A General Assembly “credentials committee” will later this fall be considering competing claims to Afghanistan’s U.N. seat by the Taliban and the incumbent permanent representative, who was appointed by the ousted elected government of Ashraf Ghani. The U.S. is a member of the nine-member committee, as are China and Russia.
The legislation also seeks to block any Taliban member serving “in a leadership position in any United Nations body, fund, program, or specialized agency.”
Afghanistan is one year into a four-year term on the U.N. Commission on Status of Women (CSW), “the world’s leading intergovernmental body exclusively dedicated to the promotion of gender equality and the empowerment of women.”
Whoever is representing Afghanistan at the U.N. when 2022 begins will also kick off a three-year term on the Economic and Social Council (ECOSOC), an influential 54-member body whose functions include filling leadership posts on other U.N. entities including the CSW and the Commission on Narcotic Drugs.
The Afghanistan Counterterrorism, Oversight, and Accountability Act, introduced by Senate Foreign Relations Committee ranking member Sen. Jim Risch (R-Idaho) with 21 original co-sponsors, calls on the president not to recognize the credentials of any Taliban member as ambassador to the United States.
“We continue to see the grave implications of the Biden administration’s haphazard withdrawal from Afghanistan,” said Risch. “An unknown number of American citizens and Afghan partners remain abandoned in Afghanistan under threat from the Taliban, we face a renewed terror threat against the United States, and the Taliban wrongly seek recognition at the U.N., even as they suppress the rights of Afghan women and girls.”
The legislation takes aim at both the Taliban and its sponsors, with Pakistan alone to be called out by name.

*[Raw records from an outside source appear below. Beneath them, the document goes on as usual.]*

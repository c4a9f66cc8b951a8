use anyhow::Context;

use winit::application::ApplicationHandler;
use winit::dpi::LogicalSize;
use winit::event::WindowEvent;
use winit::event_loop::{ActiveEventLoop, ControlFlow, EventLoop};
use winit::monitor::MonitorHandle;
use winit::window::{Window, WindowAttributes, WindowId};

use crate::core::{FrameAction, FrameLoop, LoopState};
use crate::device::{GlContext, GlInit};
use crate::error::BootstrapError;
use crate::input::translate_window_event;
use crate::render::{Color, Scene, ShaderFailurePolicy, BACKGROUND};

use super::placement::centered_position;

/// Window/runtime configuration.
#[derive(Debug, Clone)]
pub struct RuntimeConfig {
    pub title: String,
    pub initial_size: LogicalSize<f64>,
    pub resizable: bool,
    pub gl: GlInit,
    pub clear_color: Color,
    pub shader_failure: ShaderFailurePolicy,
}

impl Default for RuntimeConfig {
    fn default() -> Self {
        Self {
            title: "Relic-Engine".to_string(),
            initial_size: LogicalSize::new(800.0, 800.0),
            resizable: true,
            gl: GlInit::default(),
            clear_color: BACKGROUND,
            shader_failure: ShaderFailurePolicy::Continue,
        }
    }
}

impl RuntimeConfig {
    /// Window attributes, centered on `monitor` when one is known.
    pub fn window_attributes(&self, monitor: Option<&MonitorHandle>) -> WindowAttributes {
        let mut attrs = Window::default_attributes()
            .with_title(self.title.clone())
            .with_inner_size(self.initial_size)
            .with_resizable(self.resizable);

        if let Some(monitor) = monitor {
            let size = self.initial_size.to_physical::<u32>(monitor.scale_factor());
            attrs = attrs.with_position(centered_position(monitor.position(), monitor.size(), size));
        }

        attrs
    }
}

/// Entry point for the runtime.
pub struct Runtime;

impl Runtime {
    /// Opens the window, sets up the scene, and runs the frame loop until the
    /// user quits.
    ///
    /// Returns the first fatal bootstrap error, if any.
    pub fn run(config: RuntimeConfig) -> Result<(), BootstrapError> {
        let event_loop = EventLoop::new().map_err(BootstrapError::Video)?;
        event_loop.set_control_flow(ControlFlow::Poll);

        let mut state = AppState::new(config);

        event_loop
            .run_app(&mut state)
            .context("winit event loop terminated with error")
            .map_err(BootstrapError::Runtime)?;

        match state.fatal.take() {
            Some(err) => Err(err),
            None => Ok(()),
        }
    }
}

/// Everything that exists once bootstrap succeeded.
///
/// Field order is drop order: GL objects go while the context is still alive.
struct Active {
    frame_loop: FrameLoop<glow::Context>,
    context: GlContext,
}

struct AppState {
    config: RuntimeConfig,
    active: Option<Active>,
    fatal: Option<BootstrapError>,
}

impl AppState {
    fn new(config: RuntimeConfig) -> Self {
        Self {
            config,
            active: None,
            fatal: None,
        }
    }

    fn bootstrap(&self, event_loop: &ActiveEventLoop) -> Result<Active, BootstrapError> {
        let monitor = event_loop.available_monitors().next();
        let attrs = self.config.window_attributes(monitor.as_ref());

        let context = GlContext::new(event_loop, attrs, &self.config.gl)?;

        let scene = Scene::triforce(
            context.gl().clone(),
            self.config.clear_color,
            self.config.shader_failure,
        )?;

        Ok(Active {
            frame_loop: FrameLoop::new(scene),
            context,
        })
    }

    fn fail(&mut self, event_loop: &ActiveEventLoop, err: BootstrapError) {
        self.active = None;
        self.fatal = Some(err);
        event_loop.exit();
    }
}

impl ApplicationHandler for AppState {
    fn resumed(&mut self, event_loop: &ActiveEventLoop) {
        if self.active.is_some() || self.fatal.is_some() {
            return;
        }

        match self.bootstrap(event_loop) {
            Ok(active) => {
                log::debug!("bootstrap complete");
                active.context.window().request_redraw();
                self.active = Some(active);
            }
            Err(e) => self.fail(event_loop, e),
        }
    }

    fn about_to_wait(&mut self, event_loop: &ActiveEventLoop) {
        let Some(active) = self.active.as_ref() else {
            return;
        };

        if active.frame_loop.state() == LoopState::Closing {
            event_loop.exit();
            return;
        }

        // Continuous redraw: one frame per pass over the event queue.
        active.context.window().request_redraw();
    }

    fn window_event(
        &mut self,
        event_loop: &ActiveEventLoop,
        _window_id: WindowId,
        event: WindowEvent,
    ) {
        let Some(active) = self.active.as_mut() else {
            return;
        };

        if let WindowEvent::Resized(size) = event {
            active.context.resize(size);
        }

        match active.frame_loop.dispatch(&translate_window_event(&event)) {
            FrameAction::Exit => event_loop.exit(),
            FrameAction::Present => {
                if let Err(e) = active.context.swap_buffers() {
                    log::error!("{e}");
                }
            }
            FrameAction::Idle => {}
        }
    }

    fn exiting(&mut self, _event_loop: &ActiveEventLoop) {
        if let Some(active) = self.active.take() {
            log::debug!("shutting down after {} frames", active.frame_loop.frames());
        }
    }
}

#[cfg(test)]
mod tests {
    use super::*;

    #[test]
    fn defaults_match_the_triforce_window() {
        let cfg = RuntimeConfig::default();
        assert_eq!(cfg.title, "Relic-Engine");
        assert_eq!(cfg.initial_size, LogicalSize::new(800.0, 800.0));
        assert!(cfg.resizable);
        assert_eq!(cfg.gl.version, (3, 3));
        assert_eq!(cfg.clear_color, Color::new(0.4, 0.8, 0.8, 1.0));
        assert_eq!(cfg.shader_failure, ShaderFailurePolicy::Continue);
    }
}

It requires the Secretary of State and Director of National Intelligence to submit reports assessing support for the Taliban by “state and non-state actors, including the Government of Pakistan,” both through the 2001-2020 period and specifically during this year’s offensive that toppled the elected government.
The support to be assessed includes financial backing, the provision of sanctuary, intelligence support, logistics and medical support, training, equipping, as well as “tactical, operational, or strategic direction.”
Pakistan is the Taliban’s historical mentor and ally, and its Inter-Services Intelligence (ISI) agency is also widely accused of providing covert support for terrorist activities. Since the fall of Kabul last month Islamabad has been leading efforts to encourage international engagement with the group, warning that isolation has not worked.
The Risch-led legislation requires the secretary of state to carry out a review of “all forms” of U.S. foreign assistance to any government found to be providing any form of material support for the Taliban – and then to suspend that aid in most cases.
(Pakistan has received $110 million in U.S. foreign aid in fiscal year 2021, of which the largest component was $43.4 million for “economic development.” The FY 2022 budget request for Pakistan is $88 million, of which $24.5 million has been requested for “peace and security.”)
Other elements of the legislation include the establishment of a State Department taskforce focused on the evacuation of U.S. citizens and residents, and Afghan holders of special immigrant visas (SIVs) who remain stuck in Afghanistan.
It also requires the administration to report twice-monthly to congressional committees on the status of processing of Afghan SIV-holders, refugees, and “parolees” – Afghans who did not work for the U.S. and so are not eligible for SIVs but who have been granted temporary admission on humanitarian grounds.
The bill has been referred to the Senate Foreign Relations Committee. Risch expressed the hope it would receive a speedy mark up, “so that we can quickly help those we left behind and protect America’s national security interests before it’s too late.”
The co-sponsors of S.2863 are Sens. Marco Rubio (R-Fla.), Ron Johnson (R-Wisc.), Mitt Romney (R-Utah), Rob Portman (R-Ohio), Todd Young (R-Ind.), John Barrasso (R-Wyo.), Mike Rounds (R-S.D.), Bill Hagerty (R-Tenn.), John Thune (R-S.D.), Rick Scott (R-Fla.), Susan Collins (R-Maine), Mike Crapo (R-Idaho), Richard Burr (R-N.C.), Roger Wicker (R-Miss.), Jerry Moran (R-Kan.), John Boozman (R-Ark.), John Hoeven (R-N.D.), Dan Sullivan (R-Alaska), Cindy Hyde-Smith (R-Miss.), Marsha Blackburn (R-Tenn.), Roger Marshall (R-Kan.), and Joni Ernst (R-Iowa).